There has been a great deal of speculation
about the origin of the world, and several theories have been proposed. Some declared the
world to be eternal, while others saw in it the product of an antagonistic spirit (Gnostics). Some
maintained that it was made out of pre-existing matter which God worked up into form (Plato);
others held that it originated by emanation out of the divine substance (Syrian Gnostics,
Swedenborg); and still others regarded it as the phenomenal appearance of the Absolute, the
hidden ground of all things (Pantheism). In opposition to all these vain speculations of men the
doctrine of Scripture stands out in grand sublimity: “In the beginning God created the heavens
and the earth.”
b. Scriptural terms for “to create.”
In the narrative of creation, as was pointed out in the
preceding, three verbs are used, namely, bara’, ’asah, and yatsar, and they are used
interchangeably in Scripture, Gen. 1:26,27; 2:7. The first word is the most important. Its original
meaning is to split, to cut, to divide; but in addition to this it also means to fashion, to create,
and in a more derivative sense, to produce, to generate, and to regenerate. The word itself
does not convey the idea of bringing forth something out of nothing, for it is even used of
works of providence, Isa. 45:7; Jer. 31:22; Amos 4:13. Yet it has a distinctive character: it is
always used of divine and never of human production; and it never has an accusative of
material, and for that very reason serves to stress the greatness of the work of God. The word
’asah is more general, meaning to do or to make, and is therefore used in the general sense of
doing, making, manufacturing, or fashioning. The word yatsar has, more distinctively, the
meaning of fashioning out of pre-existent materials, and is therefore used of the potter’s
fashioning vessels out of clay. The New Testament words are ktizein, Mark 13:19, poiein, Matt.

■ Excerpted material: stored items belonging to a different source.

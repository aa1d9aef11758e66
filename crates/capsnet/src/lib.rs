#![recursion_limit = "256"]

//! Capsule networks for image classification, built on Burn.
//!
//! Two architectures are provided:
//!
//! - [SquashCapsuleNet](model::SquashCapsuleNet): a dilated convolution stack whose middle
//!   stages squash groups of channels as capsules.
//! - [FashionMnistCapsuleNet](model::FashionMnistCapsuleNet): capsule convolutions followed by a
//!   capsule linear classifier, optionally with dynamic routing.
//!
//! Both are generic over the [backend](burn::tensor::backend::Backend) and are differentiable
//! when used with an autodiff backend.

/// Error type.
pub mod error;

/// Capsule layers.
pub mod capsule;

/// Model architectures.
pub mod model;

/// Routing between capsule layers.
pub mod routing;

/// Convolution output size arithmetic.
pub mod shape;

/// Squash nonlinearity.
pub mod squash;

/// Persistence of configs and model records.
pub mod artifact;

pub use error::CapsNetError;
pub use squash::{squash, squash_chunks};

/// Backend for test cases
#[cfg(test)]
pub type TestBackend = burn::backend::NdArray<f32>;

/// Backend for autodiff test cases
#[cfg(test)]
pub type TestAutodiffBackend = burn::backend::Autodiff<TestBackend>;

pub mod prelude {
    //! Structs and functions used by most users of the crate.
    pub use crate::{
        artifact::{load_artifacts, save_artifacts, ModelArtifact},
        capsule::{CapsuleConv2d, CapsuleConv2dConfig, CapsuleLinear, CapsuleLinearConfig},
        error::CapsNetError,
        model::{
            FashionMnistCapsuleNet, FashionMnistCapsuleNetConfig, SquashCapsuleNet,
            SquashCapsuleNetConfig,
        },
        squash::{squash, squash_chunks},
    };
}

19:4; themelioun, Heb. 1:10, katartizein, Rom. 9:22, kataskeuazein, Heb. 3:4, and plassein, Rom.
9:20. None of these words in themselves express the idea of creation out of nothing.
c. Meaning of the term “creation out of nothing.”
The expression “to create or bring forth out
of nothing” is not found in Scripture. It is derived from one of the Apocrypha, namely, II. Macc.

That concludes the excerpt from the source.